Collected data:
——
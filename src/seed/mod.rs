//! # Seeding
//!
//! Grows the catalog to a configured minimum size. Safe to run at every startup:
//!
//! 1. Enumerate existing product IDs with a prefix scan.
//! 2. Stop if the catalog already has `target` records.
//! 3. Write each base product whose ID is missing.
//! 4. Generate random products until `target` is reached. A generated ID that is
//!    already present is skipped, not treated as an error.
//!
//! Records go through [`Catalog::create_product`], so they are indexed as well.
//! The first write failure stops seeding; the error reports how many writes landed.

pub mod samples;

pub use self::samples::{base_products, SampleGenerator, CATEGORIES};

use crate::catalog::Catalog;
use crate::error::CatalogError;
use crate::model::id_from_key;
use std::collections::HashSet;
use tracing::{debug, info, instrument};

/// Interval between progress log lines while generating.
pub const PROGRESS_INTERVAL: usize = 10_000;

/// Outcome of a seeding run.
#[derive(Debug, Clone, Copy, Default, PartialEq, Eq)]
pub struct SeedReport {
    /// Records found before anything was written.
    pub existing: usize,
    pub base_written: usize,
    pub generated: usize,
    /// Known record count when seeding finished.
    pub total: usize,
}

impl SeedReport {
    pub fn written(&self) -> usize {
        self.base_written + self.generated
    }
}

pub struct Seeder<'a> {
    catalog: &'a Catalog,
    target: usize,
    generator: SampleGenerator,
}

impl<'a> Seeder<'a> {
    pub fn new(catalog: &'a Catalog, target: usize) -> Self {
        Self {
            catalog,
            target,
            generator: SampleGenerator::default(),
        }
    }

    pub fn with_generator(mut self, generator: SampleGenerator) -> Self {
        self.generator = generator;
        self
    }

    #[instrument(skip(self), fields(seed_target = self.target))]
    pub async fn run(mut self) -> Result<SeedReport, CatalogError> {
        let mut existing = self.existing_ids().await.map_err(|e| seeding(0, e))?;
        let mut report = SeedReport {
            existing: existing.len(),
            ..SeedReport::default()
        };

        if existing.len() >= self.target {
            info!(count = existing.len(), "Product catalog already seeded");
            report.total = existing.len();
            return Ok(report);
        }

        for params in base_products() {
            let Some(id) = params.id.clone() else { continue };
            if existing.contains(&id) {
                continue;
            }
            self.catalog
                .create_product(params)
                .await
                .map_err(|e| seeding(report.written(), e))?;
            existing.insert(id);
            report.base_written += 1;
        }

        while existing.len() < self.target {
            let id = self.generator.next_id();
            if existing.contains(&id) {
                debug!(%id, "Generated ID already present");
                continue;
            }
            let params = self.generator.next_product(id.clone());
            self.catalog
                .create_product(params)
                .await
                .map_err(|e| seeding(report.written(), e))?;
            existing.insert(id);
            report.generated += 1;

            if existing.len() % PROGRESS_INTERVAL == 0 {
                info!(count = existing.len(), "Seeding products");
            }
        }

        report.total = existing.len();
        info!(
            count = report.total,
            base = report.base_written,
            generated = report.generated,
            "Ensured product seed data present"
        );
        Ok(report)
    }

    async fn existing_ids(&self) -> Result<HashSet<String>, CatalogError> {
        let keys = self
            .catalog
            .product_keys()
            .collect_keys()
            .await
            .map_err(CatalogError::StoreScan)?;
        Ok(keys
            .iter()
            .filter_map(|key| id_from_key(key))
            .map(str::to_string)
            .collect())
    }
}

fn seeding(written: usize, source: CatalogError) -> CatalogError {
    CatalogError::Seeding {
        written,
        source: Box::new(source),
    }
}

#[cfg(test)]
mod tests {
    use super::*;
    use crate::model::ProductCreate;
    use crate::search::SearchCapability;
    use crate::store::MemoryStore;
    use std::sync::Arc;

    fn catalog() -> Catalog {
        let (store, _handle) = MemoryStore::spawn(64);
        Catalog::new(Arc::new(store), SearchCapability::Disabled)
    }

    #[tokio::test]
    async fn test_small_target_writes_only_base_products() {
        let catalog = catalog();
        let report = Seeder::new(&catalog, 5).run().await.unwrap();
        assert_eq!(
            report,
            SeedReport {
                existing: 0,
                base_written: 5,
                generated: 0,
                total: 5
            }
        );
        assert_eq!(catalog.get_product("seed-3").await.unwrap().name, "Office Chair");
    }

    #[tokio::test]
    async fn test_rerun_is_a_no_op() {
        let catalog = catalog();
        Seeder::new(&catalog, 12).run().await.unwrap();
        let again = Seeder::new(&catalog, 12).run().await.unwrap();
        assert_eq!(again.existing, 12);
        assert_eq!(again.written(), 0);
        assert_eq!(catalog.list_products(1, 1, "", "").await.unwrap().total, 12);
    }

    #[tokio::test]
    async fn test_missing_base_products_are_filled_in() {
        let catalog = catalog();
        catalog
            .create_product(ProductCreate::new("Custom", "x", 1.0, "Home", 1).with_id("seed-2"))
            .await
            .unwrap();

        let report = Seeder::new(&catalog, 8)
            .with_generator(SampleGenerator::seeded(1))
            .run()
            .await
            .unwrap();
        assert_eq!(report.existing, 1);
        assert_eq!(report.base_written, 4);
        assert_eq!(report.generated, 3);
        assert_eq!(catalog.get_product("seed-2").await.unwrap().name, "Custom");
    }
}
——
Identify the lines of the data that contain the word "source". Copy each of them.

fn seeding(written: usize, source: CatalogError) -> CatalogError {
        source: Box::new(source),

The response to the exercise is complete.